The researchers say that their suggestion is based on a study that builds on previous animal research, wherein they could completely prevent Alzheimer's disease in mice genetically engineered with a human Alzheimer's gene, Mouzheimer's, by blocking a single site of cleavage of a molecule called APP for amyloid precursor protein.

Normally, this site on APP is attacked by molecular scissors called caspases, but blocking that process prevented the disease.

In their latest study, the researchers studied human brain tissue, and found that patients suffering from AD showed more of the cleavage process than people of the same age who did not have the disease.

However, upon extending their study to much younger people without Alzheimer's disease, they were astonished to find that younger subjects displayed as much as ten times the amount of the same cleavage event as the AD patients.

The researchers say that their study implicates a biochemical "switch" associated with that cleavage of APP, causing AD brains to become stuck in the process of breaking memories.

The study also points to AD as a syndrome affecting the plasticity or malleability of the brain, they add.

Published in the Journal of Alzheimer's Disease, the new study provides new insight into a molecular event resulting in decreased brain plasticity, a central feature of AD.

"Young brains operate like Ferraris - shifting between forward and reverse, making and breaking memories with a facility that surpasses that of older brains, which are less plastic. We believe that in aging brains, AD occurs when the 'molecular shifting switch' gets stuck in the reverse position, throwing the balance of making and breaking memories seriously off kilter," said Dr. Dale Bredesen, Buck Institute faculty member and leader of the research group.

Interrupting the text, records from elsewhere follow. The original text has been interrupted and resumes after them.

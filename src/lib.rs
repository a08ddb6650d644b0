//! gonav - structural navigator for Go workspaces.
//!
//! Given a workspace root and a path below it, gonav produces a flat,
//! ordered list of typed nodes: the folders, packages, programs and source
//! files of a directory, the package-level declarations and imports of a Go
//! file, or the methods bound to a named type. It is the backend of an
//! interactive workspace visualizer.
//!
//! # Architecture
//!
//! - `workspace`: request entry point, sandboxing, directory listing and
//!   package recognition
//! - `analysis`: tree-sitter parsing of Go files and the declaration walks
//! - `node`: the output record shared by every request
//! - `report`: output formatting (JSON, pretty)
//! - `config`: workspace root and listen address resolution
//! - `server`: HTTP transport (`/gopath`)
//! - `cli`: command-line transport

pub mod analysis;
pub mod cli;
pub mod config;
pub mod error;
pub mod node;
pub mod report;
pub mod server;
pub mod workspace;

pub use analysis::{GoAnalyzer, SourceFileAnalyzer};
pub use config::WorkspaceConfig;
pub use error::NavError;
pub use node::{DeclKind, FileContext, Node, NodeType};
pub use workspace::{
    DirectoryLister, GoPackage, NavRequest, PackageResolver, SourcePackageResolver,
    WorkspaceResolver,
};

In their previous work, the researchers prevented the cleavage in mice genetically engineered to develop the amyloid plaques and deposits associated with AD.

The mice had normal memories and showed no signs of brain shrinkage or nerve cell damage, despite the fact that their brains were loaded with the sticky A-beta plaques that are otherwise associated with Alzheimer's disease.

"A-beta is produced throughout the brain throughout life; we believe that it is a normal regulator of the synapses, the connections between neurons," said lead author of that study Dr. Veronica Galvan, who added that just like cancer, AD is a disease in which imbalanced cell signalling plays an important role.

"The fact that many people develop A-beta plaques yet show no symptoms of AD tells us that the downstream signalling of A-beta-not just A-beta itself-is critical, and these pathways can be targeted therapeutically. Simply put, we can restore the balance," said Bredesen.

Continuing research at the institute focuses on nerve signalling and efforts to "disconnect" the molecular mechanism that throws memory-making in the reverse direction, as well as understanding mechanisms that support brain cell connections that are crucial to the process of memory making.